**Material supplied**
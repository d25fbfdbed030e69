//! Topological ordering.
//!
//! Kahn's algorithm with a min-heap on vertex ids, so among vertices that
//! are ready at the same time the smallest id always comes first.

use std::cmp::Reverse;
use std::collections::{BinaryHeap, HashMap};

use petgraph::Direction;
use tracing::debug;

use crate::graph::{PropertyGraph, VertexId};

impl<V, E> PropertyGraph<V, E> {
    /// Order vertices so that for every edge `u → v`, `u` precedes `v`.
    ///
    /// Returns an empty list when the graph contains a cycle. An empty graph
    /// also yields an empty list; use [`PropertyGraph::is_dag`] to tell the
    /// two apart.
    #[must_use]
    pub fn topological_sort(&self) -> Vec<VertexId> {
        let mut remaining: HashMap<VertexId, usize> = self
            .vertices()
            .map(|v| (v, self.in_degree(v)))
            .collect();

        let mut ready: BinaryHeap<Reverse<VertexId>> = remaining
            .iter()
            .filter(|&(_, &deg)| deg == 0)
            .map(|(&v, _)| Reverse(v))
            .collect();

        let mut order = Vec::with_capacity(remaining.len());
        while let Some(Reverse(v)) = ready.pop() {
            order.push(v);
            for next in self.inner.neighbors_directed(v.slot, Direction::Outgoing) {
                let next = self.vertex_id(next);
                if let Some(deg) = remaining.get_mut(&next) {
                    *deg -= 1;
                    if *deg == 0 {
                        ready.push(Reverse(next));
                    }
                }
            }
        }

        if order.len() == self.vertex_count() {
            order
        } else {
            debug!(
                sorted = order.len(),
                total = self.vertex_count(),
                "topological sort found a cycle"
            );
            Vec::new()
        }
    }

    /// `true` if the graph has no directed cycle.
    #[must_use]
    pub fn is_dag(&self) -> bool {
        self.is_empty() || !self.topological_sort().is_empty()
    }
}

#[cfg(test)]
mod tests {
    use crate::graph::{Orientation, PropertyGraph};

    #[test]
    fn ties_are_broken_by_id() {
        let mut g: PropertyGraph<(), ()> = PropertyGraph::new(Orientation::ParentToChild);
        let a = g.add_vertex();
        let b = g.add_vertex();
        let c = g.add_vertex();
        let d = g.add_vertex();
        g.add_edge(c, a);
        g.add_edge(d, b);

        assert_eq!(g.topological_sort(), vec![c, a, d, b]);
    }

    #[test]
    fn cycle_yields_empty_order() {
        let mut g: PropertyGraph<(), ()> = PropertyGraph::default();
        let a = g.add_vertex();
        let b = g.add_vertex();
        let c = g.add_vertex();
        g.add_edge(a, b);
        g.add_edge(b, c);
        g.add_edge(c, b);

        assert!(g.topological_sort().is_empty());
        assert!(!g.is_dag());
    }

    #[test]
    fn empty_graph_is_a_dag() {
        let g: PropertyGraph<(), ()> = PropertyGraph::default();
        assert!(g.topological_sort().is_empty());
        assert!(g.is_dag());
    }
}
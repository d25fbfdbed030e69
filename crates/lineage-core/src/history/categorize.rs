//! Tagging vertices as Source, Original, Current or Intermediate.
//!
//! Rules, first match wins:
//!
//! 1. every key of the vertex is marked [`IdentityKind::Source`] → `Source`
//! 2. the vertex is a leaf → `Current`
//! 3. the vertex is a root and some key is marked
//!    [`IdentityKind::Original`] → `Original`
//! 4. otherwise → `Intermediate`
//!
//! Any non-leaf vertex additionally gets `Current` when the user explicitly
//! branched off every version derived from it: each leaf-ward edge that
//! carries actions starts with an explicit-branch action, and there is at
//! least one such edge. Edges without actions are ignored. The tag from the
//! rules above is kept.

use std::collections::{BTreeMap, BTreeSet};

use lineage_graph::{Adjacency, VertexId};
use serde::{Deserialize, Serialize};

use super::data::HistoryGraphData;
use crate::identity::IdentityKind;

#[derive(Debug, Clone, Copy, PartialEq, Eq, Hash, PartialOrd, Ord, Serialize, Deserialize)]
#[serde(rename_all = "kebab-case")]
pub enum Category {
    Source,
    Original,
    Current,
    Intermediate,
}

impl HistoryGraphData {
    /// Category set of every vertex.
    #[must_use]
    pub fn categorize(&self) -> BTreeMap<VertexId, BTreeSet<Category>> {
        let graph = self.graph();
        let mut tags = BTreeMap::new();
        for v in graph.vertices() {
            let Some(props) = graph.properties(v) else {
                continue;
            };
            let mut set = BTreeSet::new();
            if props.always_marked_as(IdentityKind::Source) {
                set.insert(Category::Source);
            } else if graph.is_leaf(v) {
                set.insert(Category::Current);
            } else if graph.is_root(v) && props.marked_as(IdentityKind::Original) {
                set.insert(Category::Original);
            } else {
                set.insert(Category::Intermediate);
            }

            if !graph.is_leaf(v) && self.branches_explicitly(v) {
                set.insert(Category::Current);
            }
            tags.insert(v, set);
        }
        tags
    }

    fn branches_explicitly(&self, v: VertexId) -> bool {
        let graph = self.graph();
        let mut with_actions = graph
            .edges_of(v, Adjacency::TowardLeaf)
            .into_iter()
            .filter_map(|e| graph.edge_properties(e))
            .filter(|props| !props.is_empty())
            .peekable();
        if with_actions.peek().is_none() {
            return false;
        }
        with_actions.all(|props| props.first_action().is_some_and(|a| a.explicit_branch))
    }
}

...

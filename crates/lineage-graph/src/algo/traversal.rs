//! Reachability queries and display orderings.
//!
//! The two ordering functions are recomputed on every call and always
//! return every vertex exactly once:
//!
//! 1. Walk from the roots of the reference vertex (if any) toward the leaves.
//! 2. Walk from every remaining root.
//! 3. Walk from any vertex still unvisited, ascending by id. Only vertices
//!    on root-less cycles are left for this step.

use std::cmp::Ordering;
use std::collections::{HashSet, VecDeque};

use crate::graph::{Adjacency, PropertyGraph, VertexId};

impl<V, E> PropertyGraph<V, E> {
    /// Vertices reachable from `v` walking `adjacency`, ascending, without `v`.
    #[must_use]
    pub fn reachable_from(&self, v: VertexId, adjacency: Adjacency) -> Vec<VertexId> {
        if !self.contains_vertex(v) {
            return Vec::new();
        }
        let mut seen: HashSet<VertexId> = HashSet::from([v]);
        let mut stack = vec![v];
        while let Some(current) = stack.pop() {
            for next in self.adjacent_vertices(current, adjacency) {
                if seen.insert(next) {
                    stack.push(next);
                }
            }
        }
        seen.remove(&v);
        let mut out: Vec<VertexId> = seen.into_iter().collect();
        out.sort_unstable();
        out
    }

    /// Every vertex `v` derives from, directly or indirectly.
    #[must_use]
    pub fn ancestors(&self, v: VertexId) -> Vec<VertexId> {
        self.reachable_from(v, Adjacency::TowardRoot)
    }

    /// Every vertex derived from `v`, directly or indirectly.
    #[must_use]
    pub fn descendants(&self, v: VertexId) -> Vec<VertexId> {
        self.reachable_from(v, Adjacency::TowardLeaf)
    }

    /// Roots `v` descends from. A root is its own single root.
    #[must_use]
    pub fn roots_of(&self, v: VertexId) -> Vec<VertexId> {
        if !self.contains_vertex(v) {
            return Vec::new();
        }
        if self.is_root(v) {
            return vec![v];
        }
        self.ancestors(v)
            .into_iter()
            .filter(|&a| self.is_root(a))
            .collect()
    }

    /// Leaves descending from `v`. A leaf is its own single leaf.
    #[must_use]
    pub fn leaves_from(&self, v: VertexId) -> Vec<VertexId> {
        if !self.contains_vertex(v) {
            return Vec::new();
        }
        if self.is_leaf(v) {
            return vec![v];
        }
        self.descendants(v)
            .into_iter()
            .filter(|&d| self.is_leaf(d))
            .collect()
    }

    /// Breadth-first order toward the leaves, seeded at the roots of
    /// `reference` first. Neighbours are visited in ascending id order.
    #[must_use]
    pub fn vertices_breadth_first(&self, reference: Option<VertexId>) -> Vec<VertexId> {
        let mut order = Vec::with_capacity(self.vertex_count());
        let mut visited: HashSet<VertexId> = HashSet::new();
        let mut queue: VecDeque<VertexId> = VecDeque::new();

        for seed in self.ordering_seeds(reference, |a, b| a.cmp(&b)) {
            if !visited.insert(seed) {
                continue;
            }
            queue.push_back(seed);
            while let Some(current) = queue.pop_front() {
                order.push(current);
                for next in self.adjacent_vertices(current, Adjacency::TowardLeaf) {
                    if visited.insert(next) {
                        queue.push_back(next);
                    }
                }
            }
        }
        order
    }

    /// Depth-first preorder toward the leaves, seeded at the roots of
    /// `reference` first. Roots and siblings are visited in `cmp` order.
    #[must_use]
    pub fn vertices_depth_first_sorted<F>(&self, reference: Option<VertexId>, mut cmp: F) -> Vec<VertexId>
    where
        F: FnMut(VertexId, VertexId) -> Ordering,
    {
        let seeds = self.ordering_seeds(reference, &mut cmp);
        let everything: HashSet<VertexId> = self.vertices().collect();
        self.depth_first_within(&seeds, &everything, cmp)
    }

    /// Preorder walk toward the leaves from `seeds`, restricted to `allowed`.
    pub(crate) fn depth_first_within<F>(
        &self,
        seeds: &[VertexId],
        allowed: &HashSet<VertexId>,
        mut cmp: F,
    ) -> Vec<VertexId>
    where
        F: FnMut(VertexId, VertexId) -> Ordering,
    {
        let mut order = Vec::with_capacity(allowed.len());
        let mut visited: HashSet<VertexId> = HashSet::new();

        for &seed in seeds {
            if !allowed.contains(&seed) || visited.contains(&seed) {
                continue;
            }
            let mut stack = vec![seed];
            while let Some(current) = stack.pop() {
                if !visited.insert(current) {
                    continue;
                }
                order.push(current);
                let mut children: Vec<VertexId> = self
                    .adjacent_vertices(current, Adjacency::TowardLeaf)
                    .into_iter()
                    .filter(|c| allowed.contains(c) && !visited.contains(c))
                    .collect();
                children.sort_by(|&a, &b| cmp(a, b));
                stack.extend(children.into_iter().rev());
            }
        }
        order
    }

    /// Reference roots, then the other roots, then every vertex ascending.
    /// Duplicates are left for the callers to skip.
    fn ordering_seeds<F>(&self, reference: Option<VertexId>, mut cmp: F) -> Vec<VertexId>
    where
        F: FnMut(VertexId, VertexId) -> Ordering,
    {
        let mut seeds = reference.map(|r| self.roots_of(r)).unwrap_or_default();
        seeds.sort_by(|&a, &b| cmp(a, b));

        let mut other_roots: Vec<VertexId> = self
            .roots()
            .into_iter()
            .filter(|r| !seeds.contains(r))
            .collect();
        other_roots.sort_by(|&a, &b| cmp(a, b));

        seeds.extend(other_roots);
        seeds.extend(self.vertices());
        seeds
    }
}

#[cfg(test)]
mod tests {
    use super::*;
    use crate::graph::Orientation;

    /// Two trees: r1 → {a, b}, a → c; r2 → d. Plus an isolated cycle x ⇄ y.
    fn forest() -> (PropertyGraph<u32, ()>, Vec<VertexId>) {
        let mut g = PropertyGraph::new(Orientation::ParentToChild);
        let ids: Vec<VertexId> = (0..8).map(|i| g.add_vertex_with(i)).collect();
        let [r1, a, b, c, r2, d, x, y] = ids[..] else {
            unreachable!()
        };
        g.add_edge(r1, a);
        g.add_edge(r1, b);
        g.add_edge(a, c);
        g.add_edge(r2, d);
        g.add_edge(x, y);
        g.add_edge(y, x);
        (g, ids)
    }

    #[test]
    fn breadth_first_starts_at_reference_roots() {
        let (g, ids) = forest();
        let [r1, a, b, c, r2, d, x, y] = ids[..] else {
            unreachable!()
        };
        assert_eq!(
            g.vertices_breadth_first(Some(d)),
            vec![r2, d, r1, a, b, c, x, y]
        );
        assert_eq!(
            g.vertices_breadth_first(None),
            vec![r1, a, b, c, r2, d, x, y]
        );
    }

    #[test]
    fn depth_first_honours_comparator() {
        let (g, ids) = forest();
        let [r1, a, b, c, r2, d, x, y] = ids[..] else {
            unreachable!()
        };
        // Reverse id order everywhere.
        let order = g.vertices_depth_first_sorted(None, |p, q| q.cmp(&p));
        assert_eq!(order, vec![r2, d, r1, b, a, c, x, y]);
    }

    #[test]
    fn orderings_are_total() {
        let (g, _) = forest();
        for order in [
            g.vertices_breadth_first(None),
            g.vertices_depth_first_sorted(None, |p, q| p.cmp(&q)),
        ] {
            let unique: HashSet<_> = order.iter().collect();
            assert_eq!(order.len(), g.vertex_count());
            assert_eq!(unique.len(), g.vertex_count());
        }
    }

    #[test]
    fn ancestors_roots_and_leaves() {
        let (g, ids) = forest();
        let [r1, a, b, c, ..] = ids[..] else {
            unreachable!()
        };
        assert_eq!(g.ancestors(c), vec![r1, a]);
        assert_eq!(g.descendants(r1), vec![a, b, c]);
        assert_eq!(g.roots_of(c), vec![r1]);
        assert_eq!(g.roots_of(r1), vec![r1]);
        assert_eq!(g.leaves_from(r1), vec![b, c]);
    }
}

**Problem**
Across the lines of the material above, tally those holding the word "Serialize" and state the number by itself.

**Result**
2